2. Pledge of Allegiance
Chairman Zovich welcomed Mayor Festa and Town Council members Jacqui Denski, Peter Gianesini, Jeanine Jandreau and DiAnna Schenkel as well as Tony Lorenzetti, Public Works Director. Mayor Festa will review the following three agenda items as approved for appropriation by the Town Council
3. To Discuss and Take Action on Town Council Recommendation to Appropriate $600,000.00 Grant Money To Finalize Closure For The Plymouth Landfill
MOTION: To accept the Town Council recommendation to appropriate $600,000 in grant money to finalize closure for the Plymouth Landfill by Vicky Carey; second Peter Cook. Discussion: Pat Budnick clarified this is grant money and from two separate grants we have received over time. Dan Murray clarified project is 100% funded by grant money. Tony Lorenzetti stated there were some monies appropriated and spent; Dave Bertnagel stated to date in 1999-2000 initial appropriation of $90,000 to do the study; 2004-05 appropriation of $500,000 with anticipation of getting $200,000 grant and $300,000 of which was the town’s contribution; as of today have spent $218,000 approximately. Requesting another $400,000 from the State for a total of $600,000 in grant money. Dan Murray asked what the ever green money is that will need to be budget for testing, maintaining etc. Tony Lorenzetti stated approximately $20,000 per year. Ralph stated a line item will need to be included in the Public Works budget for Environmental Compliance or Landfill monitoring. Testing is done by consultant. Plan is that this becomes piece of property that stays as is and we can continue to provide brush/leaf services currently being done with DEP approval. Monitoring fee will be to make sure that the plume underneath the landfill does not move and create any additional problems. Tony reviewed history of site.

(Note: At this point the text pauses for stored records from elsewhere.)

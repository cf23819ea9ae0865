use crate::CoreError;
use serde::{Deserialize, Serialize};
use std::path::{Path, PathBuf};

/// Engine settings, read from `~/.config/slotkeeper/config.toml`.
///
/// ```toml
/// store_root = "/var/lib/slotkeeper"
///
/// [cleanup]
/// grace_days = 7
/// ```
#[derive(Debug, Clone, PartialEq, Eq, Serialize, Deserialize)]
pub struct EngineConfig {
    #[serde(default = "default_store_root")]
    pub store_root: PathBuf,
    #[serde(default)]
    pub cleanup: CleanupConfig,
}

#[derive(Debug, Clone, PartialEq, Eq, Serialize, Deserialize)]
pub struct CleanupConfig {
    /// Days an account may stay unverified before cleanup removes it.
    #[serde(default = "default_grace_days")]
    pub grace_days: u32,
}

impl Default for CleanupConfig {
    fn default() -> Self {
        Self {
            grace_days: default_grace_days(),
        }
    }
}

impl Default for EngineConfig {
    fn default() -> Self {
        Self {
            store_root: default_store_root(),
            cleanup: CleanupConfig::default(),
        }
    }
}

fn default_grace_days() -> u32 {
    7
}

fn home_dir() -> Option<PathBuf> {
    std::env::var_os("HOME").map(PathBuf::from)
}

fn default_store_root() -> PathBuf {
    home_dir().map_or_else(
        || PathBuf::from(".slotkeeper"),
        |home| home.join(".local/share/slotkeeper"),
    )
}

/// Expand a leading `~/` against `$HOME`.
pub fn expand_home(path: &Path) -> PathBuf {
    match (path.strip_prefix("~"), home_dir()) {
        (Ok(rest), Some(home)) => home.join(rest),
        _ => path.to_path_buf(),
    }
}

impl EngineConfig {
    /// Load `~/.config/slotkeeper/config.toml`, or defaults if it does not exist.
    pub fn load_default() -> Result<Self, CoreError> {
        match default_config_path() {
            Some(path) if path.exists() => Self::load(&path),
            _ => Ok(Self::default()),
        }
    }

    pub fn load(path: &Path) -> Result<Self, CoreError> {
        let content = std::fs::read_to_string(path)
            .map_err(|e| CoreError::Config(format!("cannot read {}: {e}", path.display())))?;
        let mut config: Self = toml::from_str(&content)
            .map_err(|e| CoreError::Config(format!("invalid config {}: {e}", path.display())))?;
        config.store_root = expand_home(&config.store_root);
        config.validate()?;
        Ok(config)
    }

    pub fn save(&self, path: &Path) -> Result<(), CoreError> {
        self.validate()?;
        if let Some(parent) = path.parent() {
            std::fs::create_dir_all(parent)
                .map_err(|e| CoreError::Config(format!("cannot create {}: {e}", parent.display())))?;
        }
        let content = toml::to_string_pretty(self)
            .map_err(|e| CoreError::Config(format!("cannot serialize config: {e}")))?;
        std::fs::write(path, content)
            .map_err(|e| CoreError::Config(format!("cannot write {}: {e}", path.display())))?;
        Ok(())
    }

    pub fn validate(&self) -> Result<(), CoreError> {
        if self.cleanup.grace_days < 1 {
            return Err(CoreError::Config(
                "cleanup.grace_days must be at least 1".to_owned(),
            ));
        }
        if self.store_root.as_os_str().is_empty() {
            return Err(CoreError::Config("store_root must not be empty".to_owned()));
        }
        Ok(())
    }
}

pub fn default_config_path() -> Option<PathBuf> {
    home_dir().map(|home| home.join(".config/slotkeeper/config.toml"))
}

#[cfg(test)]
mod tests {
    use super::*;

    #[test]
    fn config_roundtrip() {
        let dir = tempfile::tempdir().unwrap();
        let path = dir.path().join("nested").join("config.toml");

        let config = EngineConfig {
            store_root: dir.path().join("store"),
            cleanup: CleanupConfig { grace_days: 14 },
        };
        config.save(&path).unwrap();

        let loaded = EngineConfig::load(&path).unwrap();
        assert_eq!(loaded, config);
    }

    #[test]
    fn missing_fields_take_defaults() {
        let dir = tempfile::tempdir().unwrap();
        let path = dir.path().join("config.toml");
        std::fs::write(&path, "store_root = \"/srv/slotkeeper\"\n").unwrap();

        let loaded = EngineConfig::load(&path).unwrap();
        assert_eq!(loaded.store_root, PathBuf::from("/srv/slotkeeper"));
        assert_eq!(loaded.cleanup.grace_days, 7);
    }

    #[test]
    fn zero_grace_is_rejected() {
        let dir = tempfile::tempdir().unwrap();
        let path = dir.path().join("config.toml");
        std::fs::write(&path, "[cleanup]\ngrace_days = 0\n").unwrap();
        assert!(matches!(
            EngineConfig::load(&path),
            Err(CoreError::Config(_))
        ));
    }

    #[test]
    fn malformed_toml_is_a_config_error() {
        let dir = tempfile::tempdir().unwrap();
        let path = dir.path().join("config.toml");
        std::fs::write(&path, "store_root = [").unwrap();
        assert!(matches!(
            EngineConfig::load(&path),
            Err(CoreError::Config(_))
        ));
    }

    #[test]
    fn tilde_paths_are_left_alone_without_prefix() {
        assert_eq!(expand_home(Path::new("/abs/path")), PathBuf::from("/abs/path"));
    }
}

Public Comment: Melanie Church, 328 Main Street, we got money for this before and thought higher than $300,000 grant for this landfill closure. Dave Bertnagel reviewed parts to the State grant - one was $200,000 in 2004-2005 and $400,000 came through legislation last year through Hamzy’s office for a total of $600,000 in grant money and we have spent $218,000 of town money. Melanie asked if that is still checked under the Clean Water Act because of houses on Green Drive had well contamination. Green Drive homes are on the water line. Vote: Dan Murray, yes; Peter Cook, yes; Pat Budnick, yes; Vicky Carey, yes and the vote unanimous.
4. To Discuss and Take Action On Town Council Recommendation To Appropriate $490,000.00 for Fall Mountain Water Project Additional Paving, Federal Grant Money
MOTION: To appropriate $490,000 in grant money to provide additional paving for the Fall Mountain Water Project by Vicky Carey; second Pat Budnick. Discussion: Pat Budnick clarified part of $2 million from referendum and what extra paving is there. Tony Lorenzetti stated we needed more paving up there and due to increase of price needed additional money to complete project noting water lines are installed, roads were temporarily patched, culvert and bridge replaced on Town Line Road, and as part of that Fall Mountain Road and part of Town Line Road were reconstructed and paved, drainage is being installed and some was installed, pump station is up and running. Need to put in permanent paving. Public Comment: Brian Bonds, 23 Fall Mountain Terrace Road, President of Fall Mtn. Association, to clarify that money came from Chris Murphy when he and Jan went to see him and explained that it wasn’t enough money to do what they needed to do up there and will not be able to put curbing or drainage in everywhere and what people up there know. Roads up there have not been touched for 27 years and need to do them as they are terrible. Chris Murphy earmarked this money for that project. Unfortunately did not realize DOT would take a chunk of that money and looks like will do Allentown over with that $490,000 and rest of money is for road drainage.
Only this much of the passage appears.